About this exercise:
Wherever a line of the data contains "type", copy that line.
********************
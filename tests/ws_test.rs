//! Integration tests for the session gateway: auth close codes, room
//! subscription, chat fanout, forced disconnect, and the grace sweep.

use std::net::SocketAddr;
use std::sync::Arc;
use std::time::Duration;

use futures_util::{SinkExt, StreamExt};
use serde_json::json;
use tokio::net::TcpListener;
use tokio_tungstenite::tungstenite::Message;

use readalong_server::config::RoomPolicy;
use readalong_server::participants::sweep;
use readalong_server::state::AppState;
use readalong_server::{auth, bus, db, reward, rooms, routes, ws};

type WsStream =
    tokio_tungstenite::WebSocketStream<tokio_tungstenite::MaybeTlsStream<tokio::net::TcpStream>>;

async fn start_test_server(policy: RoomPolicy) -> (String, SocketAddr, AppState) {
    let tmp_dir = tempfile::tempdir().expect("Failed to create temp dir");
    let data_dir = tmp_dir.path().to_str().unwrap().to_string();

    let db = db::init_db(&data_dir).expect("Failed to init DB");
    let jwt_secret =
        auth::token::load_or_generate_jwt_secret(&data_dir).expect("Failed to generate JWT secret");

    let state = AppState {
        db,
        jwt_secret,
        connections: ws::new_connection_registry(),
        room_subscriptions: ws::new_room_subscriptions(),
        bus: bus::FanoutBus::new(),
        room_locks: rooms::locks::RoomLocks::new(),
        policy,
        reward: Arc::new(reward::LogRewardSink),
    };

    bus::relay::spawn_relay(state.clone());

    let app = routes::build_router(state.clone());
    let listener = TcpListener::bind("127.0.0.1:0").await.unwrap();
    let addr = listener.local_addr().unwrap();

    tokio::spawn(async move {
        axum::serve(
            listener,
            app.into_make_service_with_connect_info::<SocketAddr>(),
        )
        .await
        .unwrap();
        let _keep = tmp_dir;
    });

    (format!("http://{}", addr), addr, state)
}

async fn register(client: &reqwest::Client, base: &str, name: &str) -> (String, String) {
    let res = client
        .post(format!("{base}/api/identity/register"))
        .json(&json!({ "display_name": name }))
        .send()
        .await
        .unwrap();
    assert_eq!(res.status(), 201);
    let body: serde_json::Value = res.json().await.unwrap();
    (
        body["user_id"].as_str().unwrap().to_string(),
        body["token"].as_str().unwrap().to_string(),
    )
}

async fn create_room(client: &reqwest::Client, base: &str, token: &str) -> String {
    let res = client
        .post(format!("{base}/api/rooms"))
        .bearer_auth(token)
        .json(&json!({ "title": "Evening read", "capacity": 8 }))
        .send()
        .await
        .unwrap();
    assert_eq!(res.status(), 201);
    let body: serde_json::Value = res.json().await.unwrap();
    body["id"].as_str().unwrap().to_string()
}

async fn connect_ws(addr: SocketAddr, token: &str) -> WsStream {
    let (stream, _) = tokio_tungstenite::connect_async(format!("ws://{addr}/ws?token={token}"))
        .await
        .expect("ws connect failed");
    stream
}

/// Read frames until one with the given `event` name arrives; panics after
/// the deadline. Other frames (acks, unrelated events) are skipped.
async fn read_until_event(stream: &mut WsStream, event: &str) -> serde_json::Value {
    let deadline = Duration::from_secs(3);
    loop {
        let msg = tokio::time::timeout(deadline, stream.next())
            .await
            .unwrap_or_else(|_| panic!("timed out waiting for event {event}"))
            .expect("stream ended")
            .expect("ws error");
        if let Message::Text(text) = msg {
            let frame: serde_json::Value = serde_json::from_str(text.as_str()).unwrap();
            if frame["event"] == event {
                return frame;
            }
        }
    }
}

async fn subscribe(stream: &mut WsStream, room_id: &str) {
    stream
        .send(Message::Text(
            json!({ "type": "subscribe", "room_id": room_id })
                .to_string()
                .into(),
        ))
        .await
        .unwrap();
    let ack = read_until_event(stream, "subscribed").await;
    assert_eq!(ack["data"]["room_id"].as_str().unwrap(), room_id);
}

#[tokio::test]
async fn invalid_token_is_closed_with_4002() {
    let (_base, addr, _state) = start_test_server(RoomPolicy::default()).await;

    let mut stream = connect_ws(addr, "garbage").await;
    loop {
        match tokio::time::timeout(Duration::from_secs(3), stream.next())
            .await
            .expect("timed out waiting for close")
        {
            Some(Ok(Message::Close(Some(frame)))) => {
                assert_eq!(u16::from(frame.code), 4002);
                break;
            }
            Some(Ok(_)) => continue,
            other => panic!("expected close frame, got {other:?}"),
        }
    }
}

#[tokio::test]
async fn subscribe_requires_membership() {
    let (base, addr, _state) = start_test_server(RoomPolicy::default()).await;
    let client = reqwest::Client::new();
    let (_h, host_token) = register(&client, &base, "host").await;
    let (_s, stranger_token) = register(&client, &base, "stranger").await;
    let room_id = create_room(&client, &base, &host_token).await;

    let mut stream = connect_ws(addr, &stranger_token).await;
    stream
        .send(Message::Text(
            json!({ "type": "subscribe", "room_id": room_id })
                .to_string()
                .into(),
        ))
        .await
        .unwrap();

    let err = read_until_event(&mut stream, "error").await;
    assert_eq!(err["data"]["code"].as_str().unwrap(), "not_participant");
}

/// A chat sent over one connection fans out to every subscriber of the room
/// topic, including the sender.
#[tokio::test]
async fn chat_fans_out_to_room_subscribers() {
    let (base, addr, _state) = start_test_server(RoomPolicy::default()).await;
    let client = reqwest::Client::new();
    let (_h, host_token) = register(&client, &base, "host").await;
    let (guest_id, guest_token) = register(&client, &base, "guest").await;
    let room_id = create_room(&client, &base, &host_token).await;

    let res = client
        .post(format!("{base}/api/rooms/{room_id}/join"))
        .bearer_auth(&guest_token)
        .send()
        .await
        .unwrap();
    assert_eq!(res.status(), 200);

    let mut host_ws = connect_ws(addr, &host_token).await;
    let mut guest_ws = connect_ws(addr, &guest_token).await;
    subscribe(&mut host_ws, &room_id).await;
    subscribe(&mut guest_ws, &room_id).await;

    guest_ws
        .send(Message::Text(
            json!({ "type": "chat", "room_id": room_id, "content": "made it to ch. 3" })
                .to_string()
                .into(),
        ))
        .await
        .unwrap();

    for stream in [&mut host_ws, &mut guest_ws] {
        let frame = read_until_event(stream, "message_created").await;
        assert_eq!(frame["data"]["content"], "made it to ch. 3");
        assert_eq!(frame["data"]["sender_id"].as_str().unwrap(), guest_id);
        assert!(frame["data"]["id"].as_i64().unwrap() > 0);
    }
}

/// Room-state transitions are broadcast on the room topic.
#[tokio::test]
async fn state_changes_are_broadcast() {
    let (base, addr, _state) = start_test_server(RoomPolicy::default()).await;
    let client = reqwest::Client::new();
    let (_h, host_token) = register(&client, &base, "host").await;
    let room_id = create_room(&client, &base, &host_token).await;

    let mut host_ws = connect_ws(addr, &host_token).await;
    subscribe(&mut host_ws, &room_id).await;

    let res = client
        .post(format!("{base}/api/rooms/{room_id}/start"))
        .bearer_auth(&host_token)
        .send()
        .await
        .unwrap();
    assert_eq!(res.status(), 200);

    let frame = read_until_event(&mut host_ws, "room_state_changed").await;
    assert_eq!(frame["data"]["status"], "playing");

    let res = client
        .post(format!("{base}/api/rooms/{room_id}/finish"))
        .bearer_auth(&host_token)
        .send()
        .await
        .unwrap();
    assert_eq!(res.status(), 200);

    let frame = read_until_event(&mut host_ws, "room_finished").await;
    let participant_ids = frame["data"]["participant_ids"].as_array().unwrap();
    assert_eq!(participant_ids.len(), 1, "host was the only active participant");
}

/// Kicking a participant terminates their live connection with close 4004.
#[tokio::test]
async fn kick_force_closes_target_connection() {
    let (base, addr, _state) = start_test_server(RoomPolicy::default()).await;
    let client = reqwest::Client::new();
    let (_h, host_token) = register(&client, &base, "host").await;
    let (guest_id, guest_token) = register(&client, &base, "guest").await;
    let room_id = create_room(&client, &base, &host_token).await;

    client
        .post(format!("{base}/api/rooms/{room_id}/join"))
        .bearer_auth(&guest_token)
        .send()
        .await
        .unwrap();

    let mut guest_ws = connect_ws(addr, &guest_token).await;
    subscribe(&mut guest_ws, &room_id).await;

    let res = client
        .post(format!("{base}/api/rooms/{room_id}/kick"))
        .bearer_auth(&host_token)
        .json(&json!({ "user_id": guest_id }))
        .send()
        .await
        .unwrap();
    assert_eq!(res.status(), 200);

    // The guest sees the forced-disconnect control event and then the close
    let mut saw_close = false;
    let deadline = Duration::from_secs(3);
    loop {
        match tokio::time::timeout(deadline, guest_ws.next())
            .await
            .expect("timed out waiting for close")
        {
            Some(Ok(Message::Close(Some(frame)))) => {
                assert_eq!(u16::from(frame.code), 4004);
                saw_close = true;
                break;
            }
            Some(Ok(_)) => continue,
            None => break,
            Some(Err(e)) => panic!("ws error: {e}"),
        }
    }
    assert!(saw_close);
}

/// A dropped connection marks the seat DISCONNECTED (still occupied); the
/// grace sweep then frees it.
#[tokio::test]
async fn disconnect_sweep_frees_stale_seats() {
    let policy = RoomPolicy {
        disconnect_grace_secs: 0,
        ..RoomPolicy::default()
    };
    let (base, addr, state) = start_test_server(policy).await;
    let client = reqwest::Client::new();
    let (_h, host_token) = register(&client, &base, "host").await;
    let (guest_id, guest_token) = register(&client, &base, "guest").await;
    let room_id = create_room(&client, &base, &host_token).await;

    client
        .post(format!("{base}/api/rooms/{room_id}/join"))
        .bearer_auth(&guest_token)
        .send()
        .await
        .unwrap();

    let mut guest_ws = connect_ws(addr, &guest_token).await;
    subscribe(&mut guest_ws, &room_id).await;

    // Drop the socket: the actor marks the guest DISCONNECTED on its way out
    drop(guest_ws);

    // With a zero grace period the next sweep pass exits the guest; poll a
    // few times while the actor finishes its cleanup.
    let mut exited = 0;
    for _ in 0..20 {
        exited = sweep::run_sweep(&state).await.expect("sweep failed");
        if exited > 0 {
            break;
        }
        tokio::time::sleep(Duration::from_millis(100)).await;
    }
    assert_eq!(exited, 1);

    let res = client
        .get(format!("{base}/api/rooms/{room_id}/participants"))
        .bearer_auth(&host_token)
        .send()
        .await
        .unwrap();
    let list: serde_json::Value = res.json().await.unwrap();
    let ids: Vec<&str> = list
        .as_array()
        .unwrap()
        .iter()
        .map(|p| p["user_id"].as_str().unwrap())
        .collect();
    assert!(!ids.contains(&guest_id.as_str()));
}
********************
Result of the exercise:
type WsStream =
            json!({ "type": "subscribe", "room_id": room_id })
            json!({ "type": "subscribe", "room_id": room_id })
            json!({ "type": "chat", "room_id": room_id, "content": "made it to ch. 3" })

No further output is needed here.